ASSIGNMENT
From the line with "default output device" to the line with "let sink = |key: &str, payload: &[u8]|", retype every line exactly, including those two, and leave out the rest of the data below.

------------------------------------------------

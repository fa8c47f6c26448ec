//! Audio setup: input capture, effect processing, optional output monitor.

use std::sync::atomic::{AtomicBool, Ordering};
use std::sync::Arc;
use std::time::Duration;

use color_eyre::eyre::{eyre, Result as EyreResult, WrapErr};
use cpal::traits::{DeviceTrait, HostTrait, StreamTrait};
use rtrb::{Consumer, Producer, RingBuffer};

use notelight::{
    io::{AudioInput, AudioOutput},
    telemetry::{frame_channel, Courier},
    AnalyzerEffect, DelayParams, SinkError, MAX_BLOCK_SIZE,
};

use crate::cli::Cli;
use crate::ui::UiApp;

/// Effect channels; wider or narrower devices are mapped onto these.
const CHANNELS: usize = 2;
/// Stereo samples buffered between input and output callbacks.
const MONITOR_RING_LEN: usize = MAX_BLOCK_SIZE * CHANNELS * 8;
const COURIER_INTERVAL: Duration = Duration::from_millis(5);

pub fn run(cli: Cli) -> EyreResult<()> {
    let host = cpal::default_host();
    let input_device = host
        .default_input_device()
        .ok_or_else(|| eyre!("no default input device available"))?;
    let input_config = input_device
        .default_input_config()
        .wrap_err("failed to fetch default input config")?;

    let sample_rate = input_config.sample_rate().0 as f32;
    let device_channels = input_config.channels() as usize;

    let params = Arc::new(DelayParams::from(cli.delay_params()));
    let bypass = Arc::new(AtomicBool::new(cli.bypass));

    let config = cli.effect_config(sample_rate);
    let (frames_tx, courier) = frame_channel(config.queue_capacity);
    let mut effect = AnalyzerEffect::new(config, Arc::clone(&params), frames_tx)
        .wrap_err("invalid effect configuration")?;

    let (monitor_tx, monitor_rx) = RingBuffer::<f32>::new(MONITOR_RING_LEN);

    // Buffers reused by the input callback
    let mut input_block = AudioInput::silence(CHANNELS, MAX_BLOCK_SIZE);
    let mut output_block = AudioOutput::with_shape(CHANNELS, MAX_BLOCK_SIZE);
    let mut monitor_tx = monitor_tx;
    let monitor = !cli.no_monitor;

    let input_stream = input_device
        .build_input_stream(
            &input_config.into(),
            {
                let bypass = Arc::clone(&bypass);
                move |data: &[f32], _| {
                    effect.set_bypass(bypass.load(Ordering::Relaxed));

                    for chunk in data.chunks(MAX_BLOCK_SIZE * device_channels) {
                        let frames = chunk.len() / device_channels;

                        // Mono devices feed both channels; extra channels are ignored.
                        for (ch, buffer) in input_block.buffers.iter_mut().enumerate() {
                            let source = ch.min(device_channels - 1);
                            buffer.clear();
                            buffer.extend(chunk.chunks_exact(device_channels).map(|f| f[source]));
                        }
                        for buffer in output_block.buffers.iter_mut() {
                            buffer.resize(frames, 0.0);
                        }

                        effect.process_block(&input_block, &mut output_block);

                        if monitor {
                            push_monitor(&mut monitor_tx, &output_block, frames);
                        }
                    }
                }
            },
            move |err| log::error!("input stream error: {err}"),
            None,
        )
        .wrap_err("failed to build input stream")?;

    let output_stream = if monitor {
        Some(build_monitor(&host, monitor_rx)?)
    } else {
        None
    };

    input_stream.play().wrap_err("failed to start input stream")?;
    if let Some(stream) = &output_stream {
        stream.play().wrap_err("failed to start output stream")?;
    }

    log::info!(
        "capturing {} channel(s) at {} Hz",
        device_channels,
        sample_rate
    );

    if cli.headless {
        run_headless(courier)
    } else {
        let mut terminal = ratatui::init();
        let mut app = UiApp::new(courier, params, bypass, CHANNELS);
        let res = app.run(&mut terminal);
        ratatui::restore();
        res
    }
}

/// Interleave the processed block into the monitor ring, dropping whole
/// frames when the output side falls behind.
fn push_monitor(tx: &mut Producer<f32>, block: &AudioOutput, frames: usize) {
    for i in 0..frames {
        if tx.slots() < CHANNELS {
            break;
        }
        for buffer in &block.buffers {
            let _ = tx.push(buffer[i]);
        }
    }
}

fn build_monitor(host: &cpal::Host, mut rx: Consumer<f32>) -> EyreResult<cpal::Stream> {
    let device = host
        .default_output_device()
        .ok_or_else(|| eyre!("no default output device available"))?;
    let config = device
        .default_output_config()
        .wrap_err("failed to fetch default output config")?;
    let channels = config.channels() as usize;

    let mut frame = [0.0f32; CHANNELS];
    device
        .build_output_stream(
            &config.into(),
            move |data: &mut [f32], _| {
                for out_frame in data.chunks_mut(channels) {
                    // Silence on underrun
                    if rx.slots() >= CHANNELS {
                        for sample in frame.iter_mut() {
                            *sample = rx.pop().unwrap_or(0.0);
                        }
                    } else {
                        frame = [0.0; CHANNELS];
                    }
                    for (ch, sample) in out_frame.iter_mut().enumerate() {
                        *sample = frame[ch % CHANNELS];
                    }
                }
            },
            move |err| log::error!("output stream error: {err}"),
            None,
        )
        .wrap_err("failed to build output stream")
}

fn run_headless(courier: Courier) -> EyreResult<()> {
    let stats = Arc::clone(courier.stats());
    let sink = |key: &str, payload: &[u8]| {
        if let Some((note, &level)) = payload.iter().enumerate().max_by_key(|&(_, &b)| b) {
            log::info!("{key}: peak {note} at {level}");
        }
        Ok::<(), SinkError>(())
    };
    let _delivery = courier.spawn(sink, COURIER_INTERVAL);

    println!("Analyzing... Press Ctrl+C to stop");
    loop {
        std::thread::sleep(Duration::from_secs(5));
        log::info!(
            "frames delivered: {}, dropped: {}",
            stats.delivered(),
            stats.dropped()
        );
    }
}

------------------------------------------------

ANSWER TO THIS PROBLEM
        .ok_or_else(|| eyre!("no default output device available"))?;
    let config = device
        .default_output_config()
        .wrap_err("failed to fetch default output config")?;
    let channels = config.channels() as usize;

    let mut frame = [0.0f32; CHANNELS];
    device
        .build_output_stream(
            &config.into(),
            move |data: &mut [f32], _| {
                for out_frame in data.chunks_mut(channels) {
                    // Silence on underrun
                    if rx.slots() >= CHANNELS {
                        for sample in frame.iter_mut() {
                            *sample = rx.pop().unwrap_or(0.0);
                        }
                    } else {
                        frame = [0.0; CHANNELS];
                    }
                    for (ch, sample) in out_frame.iter_mut().enumerate() {
                        *sample = frame[ch % CHANNELS];
                    }
                }
            },
            move |err| log::error!("output stream error: {err}"),
            None,
        )
        .wrap_err("failed to build output stream")
}

fn run_headless(courier: Courier) -> EyreResult<()> {
    let stats = Arc::clone(courier.stats());
    let sink = |key: &str, payload: &[u8]| {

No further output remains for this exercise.